Task details
Which lines below contain "bool"? Copy every one of them.

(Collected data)
++++++++

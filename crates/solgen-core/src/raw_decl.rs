//! The plain-data shape a declaration is copied into the moment C6 visits
//! it. No field here holds a reference into Clang's AST: per spec.md §3.3
//! every AST-derived fact is flattened into an owned string or number
//! before the visitor returns, so `RawDecl` (and everything downstream of
//! it) can outlive the translation unit and be driven entirely from
//! in-memory fixtures in tests, without linking libclang.

#[derive(Debug, Clone, Copy, PartialEq, Eq)]
pub enum DeclKind {
    Class,
    Method,
    Constructor,
    Field,
    Function,
    Enum,
    Variable,
    Namespace,
}

#[derive(Debug, Clone, Default)]
pub struct RawDecl {
    pub kind: Option<DeclKind>,
    /// Raw annotation payload strings attached to this declaration
    /// (`AnnotateAttr` spellings in Clang terms), in source order.
    pub annotations: Vec<String>,
    pub name: String,
    pub qualified_name: String,
    /// Ordered, outermost-first namespace names enclosing this
    /// declaration.
    pub enclosing_namespaces: Vec<String>,
    pub enclosing_record: Option<String>,
    pub base_classes: Vec<String>,
    pub return_type: Option<String>,
    /// Ordered `(name, type)` pairs.
    pub params: Vec<(String, String)>,
    pub is_static: bool,
    pub is_const: bool,
    pub is_virtual: bool,
    pub is_pure_virtual: bool,
    pub field_type: Option<String>,
    pub enum_values: Vec<(String, i64)>,
    pub is_const_variable: bool,
    pub source_file: String,
    pub source_line: u32,
    pub in_system_header: bool,
}

impl RawDecl {
    pub fn new(kind: DeclKind, name: impl Into<String>) -> Self {
        Self {
            kind: Some(kind),
            name: name.into(),
            ..Default::default()
        }
    }
}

++++++++

Response box
    pub is_static: bool,
    pub is_const: bool,
    pub is_virtual: bool,
    pub is_pure_virtual: bool,
    pub is_const_variable: bool,
    pub in_system_header: bool,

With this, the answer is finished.